Patients who need spinal fusion surgery are not the only ones to benefit from intra-operative CT.
Neurosurgeons want to resect brain tumors and their margins as accurately as possible and prevent damage to the normal brain. But a neuronavigation system is only as reliable as the images that it draws on. During surgery, however many things can change. When resecting glioma tumors, the brain is known to shift. In meningioma patients, the surgical field changes as a result of the bone drilling that needs to be performed. Using intra-operative CT allows the dataset for the neuronavigation system to be updated whenever necessary. The result is that it becomes easier to preserve delicate structures – and at the same time, neurosurgeons can be more confident that they have removed the tumor and its margins as completely as possible.
Neurovascular surgeons can monitor the results of complex aneurysm-clipping surgeries with intra-operative CT: They find that CT angiography and CT perfusion scans can be helpful. CT angiography visualizes the site and shows whether or not the vessel patency has been preserved. With CT perfusion scans, neurovascular surgeons can view the distant perfusion in order to evaluate whether the clipping had a detrimental effect on other brain regions.

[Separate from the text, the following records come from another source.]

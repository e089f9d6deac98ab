use crate::core::Storage;
use crate::utils::error::Result;
use std::path::Path;

#[derive(Debug, Clone)]
pub struct LocalStorage {
    base_path: String,
}

impl LocalStorage {
    pub fn new(base_path: String) -> Self {
        Self { base_path }
    }

    pub fn full_path(&self, path: &str) -> String {
        Path::new(&self.base_path).join(path).display().to_string()
    }
}

impl Storage for LocalStorage {
    async fn write_file(&self, path: &str, data: &[u8]) -> Result<()> {
        let full_path = Path::new(&self.base_path).join(path);

        if let Some(parent) = full_path.parent() {
            tokio::fs::create_dir_all(parent).await?;
        }

        tokio::fs::write(&full_path, data).await?;
        tracing::debug!("Wrote {} bytes to {}", data.len(), full_path.display());
        Ok(())
    }
}
use clap::Parser;
use delayed_square::core::{ConfigProvider, Storage};
use delayed_square::utils::{logger, validation::Validate};
use delayed_square::{BatchConfig, BatchReport, CliConfig, LocalStorage, SquareEngine, SquareError};

#[tokio::main]
async fn main() -> anyhow::Result<()> {
    let cli = CliConfig::parse();

    let config = match BatchConfig::from_cli(cli) {
        Ok(config) => config,
        Err(e) => {
            eprintln!("❌ {}", e.user_friendly_message());
            eprintln!("💡 {}", e.recovery_suggestion());
            std::process::exit(1);
        }
    };

    if config.json_logs {
        logger::init_json_logger(config.verbose);
    } else {
        logger::init_cli_logger(config.verbose);
    }

    match &config.name {
        Some(name) => tracing::info!("Starting delayed-square batch '{}'", name),
        None => tracing::info!("Starting delayed-square"),
    }
    tracing::debug!("Batch config: {:?}", config);

    if let Err(e) = config.validate() {
        exit_with(&e);
    }

    let engine = SquareEngine::new(config.concurrency());
    let report = match engine.run(config.inputs()).await {
        Ok(report) => report,
        Err(e) => exit_with(&e),
    };

    let rendered = match render(&report, config.output_format()) {
        Ok(rendered) => rendered,
        Err(e) => exit_with(&e),
    };
    println!("{}", rendered);

    if let Some(output_path) = config.output_path() {
        let storage = LocalStorage::new(output_path.to_string());
        let file_name = config.report_file_name();
        if let Err(e) = storage.write_file(file_name, rendered.as_bytes()).await {
            exit_with(&e);
        }
        tracing::info!("📁 Report saved to: {}", storage.full_path(file_name));
    }

    if report.rejected() > 0 {
        std::process::exit(2);
    }

    Ok(())
}

fn render(report: &BatchReport, format: &str) -> Result<String, SquareError> {
    match format {
        "json" => Ok(report.to_json()?),
        _ => Ok(report.to_text()),
    }
}

fn exit_with(e: &SquareError) -> ! {
    tracing::error!(
        "❌ {} (Category: {:?}, Severity: {:?})",
        e,
        e.category(),
        e.severity()
    );
    eprintln!("❌ {}", e.user_friendly_message());
    eprintln!("💡 {}", e.recovery_suggestion());

    std::process::exit(e.severity().exit_code());
}
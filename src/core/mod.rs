pub mod engine;
pub mod square;

pub use crate::domain::model::{BatchReport, Outcome, RecordOutcome, SquareRecord, SquareState};
pub use crate::domain::ports::{Computation, ConfigProvider, Storage};
pub use crate::utils::error::Result;
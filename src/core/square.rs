use crate::core::{Computation, Outcome, SquareState};
use crate::utils::error::{NegativeInputError, Result, SquareError};
use async_trait::async_trait;
use std::time::Duration;
use tokio::sync::watch;
use tokio::task::JoinHandle;

/// Fixed wait between invocation and outcome.
pub const SQUARE_DELAY: Duration = Duration::from_millis(1000);

/// Squares `n` once [`SQUARE_DELAY`] has elapsed.
///
/// Negative inputs are rejected with [`NegativeInputError`]. The sign check
/// is `n >= 0.0`, so `0.0` and `-0.0` resolve to zero and NaN is rejected.
/// The timer always runs to completion before the outcome is produced.
pub async fn compute(n: f64) -> Outcome {
    tokio::time::sleep(SQUARE_DELAY).await;
    if n >= 0.0 {
        Ok(n * n)
    } else {
        Err(NegativeInputError)
    }
}

/// Schedules [`compute`] on the current tokio runtime.
///
/// Must be called from within a runtime context.
pub fn spawn(n: f64) -> PendingSquare {
    let (tx, rx) = watch::channel(SquareState::Pending);
    let handle = tokio::spawn(async move {
        let outcome = compute(n).await;
        tracing::debug!("square({}) settled: {:?}", n, outcome);
        tx.send_replace(outcome.into());
        outcome
    });

    PendingSquare {
        input: n,
        state: rx,
        handle,
    }
}

/// Handle to a square scheduled with [`spawn`].
#[derive(Debug)]
pub struct PendingSquare {
    input: f64,
    state: watch::Receiver<SquareState>,
    handle: JoinHandle<Outcome>,
}

impl PendingSquare {
    pub fn input(&self) -> f64 {
        self.input
    }

    /// Current state without waiting.
    pub fn state(&self) -> SquareState {
        self.state.borrow().clone()
    }

    /// Waits until the state leaves `Pending`.
    pub async fn settled(&mut self) -> SquareState {
        let settled = self
            .state
            .wait_for(SquareState::is_terminal)
            .await
            .map(|state| state.clone());
        match settled {
            Ok(state) => state,
            // sender gone without settling: the task was aborted
            Err(_) => self.state.borrow().clone(),
        }
    }

    /// Waits for the outcome. The outer error only reports a task that was
    /// cancelled or panicked, never a rejection.
    pub async fn outcome(self) -> Result<Outcome> {
        let input = self.input;
        self.handle.await.map_err(|e| SquareError::TaskError {
            message: format!("square({}) did not complete: {}", input, e),
        })
    }
}

/// [`Computation`] backed by [`compute`].
#[derive(Debug, Default, Clone, Copy)]
pub struct DelayedSquare;

impl DelayedSquare {
    pub fn new() -> Self {
        Self
    }
}

#[async_trait]
impl Computation for DelayedSquare {
    async fn compute(&self, input: f64) -> Outcome {
        compute(input).await
    }
}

Compared to most mobile CT vendors, which primarily focus on visualizing bones (that is, the spine) in non-obese patients, the soft-tissue contrast offered on Siemens intra-operative CT systems is far superior, and enables the visualization of tumors and nerve structures in greater detail. Equally superb is their ability to perform CT angiograms, CT perfusion imaging, metal artifact reduction, Dual Energy capabilities, and iterative reconstruction methods to reduce dose. Siemens intra-operative CT is the modality of choice for those neuro and spine surgeons who need to see more than just bone in a wide variety of patients, from pediatric to obese.